SoVD attackiert Merz' Rentenpläne als "verängstigend und ungerecht"
Der Sozialverband Deutschland (SoVD) hat die neuesten Sozial- und Rentenvorhaben der Regierung scharf angegriffen. SoVD-Präsidentin Michaela Engelmeier verurteilte die Pläne von Gesundheitsministerin Nina Warken und Bundeskanzler Friedrich Merz als ungerecht und belastend für einkommensschwache Haushalte.

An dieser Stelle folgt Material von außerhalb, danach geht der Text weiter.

//! Structured-file loader: discovers translation files and parses them
//!
//! Malformed input is always an error here. Parse failures carry a
//! [`ParseContext`] with a window of the surrounding text so the offending
//! spot can be found without opening the file.

use crate::error::{Error, Result};
use crate::record::{TranslationRecord, TranslationSet};
use serde::{Deserialize, Serialize};
use serde_json::Value;
use std::fmt;
use std::fs;
use std::path::{Path, PathBuf};
use tracing::{debug, warn};
use walkdir::WalkDir;

/// Number of characters shown on each side of a parse error
pub const CONTEXT_RADIUS: usize = 100;

/// Which files in a content directory are translation files
#[derive(Debug, Clone, PartialEq, Eq, Serialize, Deserialize)]
pub struct FileFilter {
    /// File extension without the dot (e.g., "json")
    pub extension: String,
    /// File name excluded from processing (e.g., "package.json")
    pub manifest: String,
}

impl Default for FileFilter {
    fn default() -> Self {
        Self {
            extension: "json".to_string(),
            manifest: "package.json".to_string(),
        }
    }
}

impl FileFilter {
    /// Check whether a path qualifies as a translation file
    pub fn matches(&self, path: &Path) -> bool {
        let is_manifest = path
            .file_name()
            .is_some_and(|name| name == self.manifest.as_str());
        let has_extension = path
            .extension()
            .is_some_and(|ext| ext == self.extension.as_str());
        has_extension && !is_manifest
    }
}

/// A translation set together with the file it came from
#[derive(Debug, Clone)]
pub struct LoadedFile {
    pub path: PathBuf,
    pub translations: TranslationSet,
}

/// Location and surrounding text of a parse failure
#[derive(Debug, Clone, PartialEq, Eq)]
pub struct ParseContext {
    /// 1-based line reported by the parser
    pub line: usize,
    /// 1-based column reported by the parser
    pub column: usize,
    /// Character offset of the failure within the whole text
    pub offset: usize,
    /// Up to [`CONTEXT_RADIUS`] characters before and after the offset
    pub snippet: String,
    /// Character position of the failure within `snippet`
    pub caret: usize,
}

impl ParseContext {
    /// Build a context window around a byte offset into `text`
    pub fn from_offset(text: &str, byte_offset: usize, line: usize, column: usize) -> Self {
        let mut byte_offset = byte_offset.min(text.len());
        while !text.is_char_boundary(byte_offset) {
            byte_offset -= 1;
        }

        let offset = text[..byte_offset].chars().count();
        let total = text.chars().count();
        let start = offset.saturating_sub(CONTEXT_RADIUS);
        let end = (offset + CONTEXT_RADIUS).min(total);
        let snippet: String = text.chars().skip(start).take(end - start).collect();

        Self {
            line,
            column,
            offset,
            snippet,
            caret: offset - start,
        }
    }

    /// Build a context from a serde_json error, if it carries a position
    pub fn from_json_error(text: &str, error: &serde_json::Error) -> Option<Self> {
        if error.line() == 0 {
            return None;
        }
        let line_start: usize = text
            .split_inclusive('\n')
            .take(error.line() - 1)
            .map(str::len)
            .sum();
        let byte_offset = line_start + error.column().saturating_sub(1);
        Some(Self::from_offset(text, byte_offset, error.line(), error.column()))
    }
}

impl fmt::Display for ParseContext {
    /// Renders the snippet with a caret line under the failing character
    fn fmt(&self, f: &mut fmt::Formatter<'_>) -> fmt::Result {
        let chars: Vec<char> = self.snippet.chars().collect();
        let caret = self.caret.min(chars.len());

        let line_end = chars[caret..]
            .iter()
            .position(|&c| c == '\n')
            .map_or(chars.len(), |p| caret + p);
        let line_start = chars[..caret]
            .iter()
            .rposition(|&c| c == '\n')
            .map_or(0, |p| p + 1);

        let head: String = chars[..line_end].iter().collect();
        writeln!(f, "  --> line {}, column {}", self.line, self.column)?;
        writeln!(f, "{}", head)?;
        write!(f, "{}^", " ".repeat(caret - line_start))?;
        if line_end < chars.len() {
            let tail: String = chars[line_end..].iter().collect();
            write!(f, "{}", tail)?;
        }
        Ok(())
    }
}

/// List the qualifying translation files directly inside `dir`, sorted by name
pub fn list_files<P: AsRef<Path>>(dir: P, filter: &FileFilter) -> Result<Vec<PathBuf>> {
    let dir = dir.as_ref();
    if !dir.is_dir() {
        return Err(Error::NotADirectory(dir.to_path_buf()));
    }

    let mut files = Vec::new();
    for entry in WalkDir::new(dir)
        .min_depth(1)
        .max_depth(1)
        .sort_by_file_name()
    {
        let entry = entry?;
        if entry.file_type().is_file() && filter.matches(entry.path()) {
            files.push(entry.into_path());
        }
    }

    Ok(files)
}

/// Parse JSON text into a translation set
///
/// `path` is only used for error reporting.
pub fn parse_translation_set(content: &str, path: &Path) -> Result<TranslationSet> {
    let value: Value = serde_json::from_str(content).map_err(|e| Error::InvalidFile {
        path: path.to_path_buf(),
        message: e.to_string(),
        context: ParseContext::from_json_error(content, &e),
    })?;

    let items = match value {
        Value::Array(items) => items,
        _ => {
            return Err(Error::InvalidFile {
                path: path.to_path_buf(),
                message: "expected a JSON array of translation records".to_string(),
                context: None,
            })
        }
    };

    let set = items
        .into_iter()
        .enumerate()
        .map(|(index, item)| {
            TranslationRecord::from_value(item).map_err(|message| Error::InvalidRecord {
                path: path.to_path_buf(),
                index,
                message,
            })
        })
        .collect::<Result<TranslationSet>>()?;

    let duplicates = set.duplicate_languages();
    if !duplicates.is_empty() {
        warn!(
            "{} contains duplicate languages: {}",
            path.display(),
            duplicates.join(", ")
        );
    }

    Ok(set)
}

/// Read and parse a single translation file
pub fn load_file<P: AsRef<Path>>(path: P) -> Result<TranslationSet> {
    let path = path.as_ref();
    let content = fs::read_to_string(path).map_err(|e| Error::FileRead {
        path: path.to_path_buf(),
        source: e,
    })?;

    let set = parse_translation_set(&content, path)?;
    debug!("loaded {} records from {}", set.len(), path.display());
    Ok(set)
}

/// Load every qualifying file in a directory, failing on the first bad one
pub fn load_directory<P: AsRef<Path>>(dir: P, filter: &FileFilter) -> Result<Vec<LoadedFile>> {
    list_files(dir, filter)?
        .into_iter()
        .map(|path| {
            let translations = load_file(&path)?;
            Ok(LoadedFile { path, translations })
        })
        .collect()
}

Engelmeier richtete sich insbesondere gegen die jüngsten Äußerungen Merz' zur Rente, die er beim Jahresempfang des Bundesverbands deutscher Banken getätigt hatte. Dort hatte er behauptet, die gesetzliche Rente werde bald nur noch den Grundbedarf decken – eine Aussage, die Engelmeier als "Millionen Menschen verängstigend" bezeichnete. Sein Versuch, der Rentenkommission vorzugreifen, sei "völlig inakzeptabel" und untergrabe das Vertrauen in das System.
Auf der Tagung der Christlich-Demokratischen Arbeitnehmerschaft (CDA) in Marburg verteidigte Merz zwar seine Position, betonte jedoch, die Debatte müsse sich auf eine Neuausrichtung aller drei Säulen der Altersvorsorge konzentrieren. Engelmeier konterte mit der Forderung nach gezielten Maßnahmen zur Stärkung der gesetzlichen Rente, darunter Reformen am Arbeitsmarkt und eine langfristige Anhebung des Rentenniveaus auf 53 Prozent.
Kritik übte sie auch an Warkens Gesundheitsreformen, insbesondere an den Plänen, die beitragsfreie Familienversicherung für Ehepartner teilweise abzuschaffen. Dies sei "völlig falsch", so Engelmeier, da es vor allem Haushalte mit niedrigen und mittleren Einkommen treffe. Die geplanten Kürzungen beim Krankengeld nannte sie "schlechterdings unverständlich" und "höchst unsolidarisch".
In der Sozialpolitik forderte Engelmeier, die Beiträge für Grundsicherungsempfänger in Milliardenhöhe aus Steuermitteln zu finanzieren. Der SoVD rief die Bundesregierung auf, die Reformen in der Kabinettssitzung am Mittwoch zu stoppen – andernfalls drohten schwere soziale Folgen.
Der Vorstoß des SoVD erhöht den Druck auf die Regierung, ihre Sozial- und Rentenvorhaben zu überdenken. Engelmeiers Forderungen umfassen höhere Renten, steuerfinanzierte Sozialleistungen und den Erhalt bestehender Ansprüche. Die Entscheidung in der Kabinettssitzung am Mittwoch wird zeigen, ob die Reformen wie geplant umgesetzt oder weiterem Widerstand begegnen.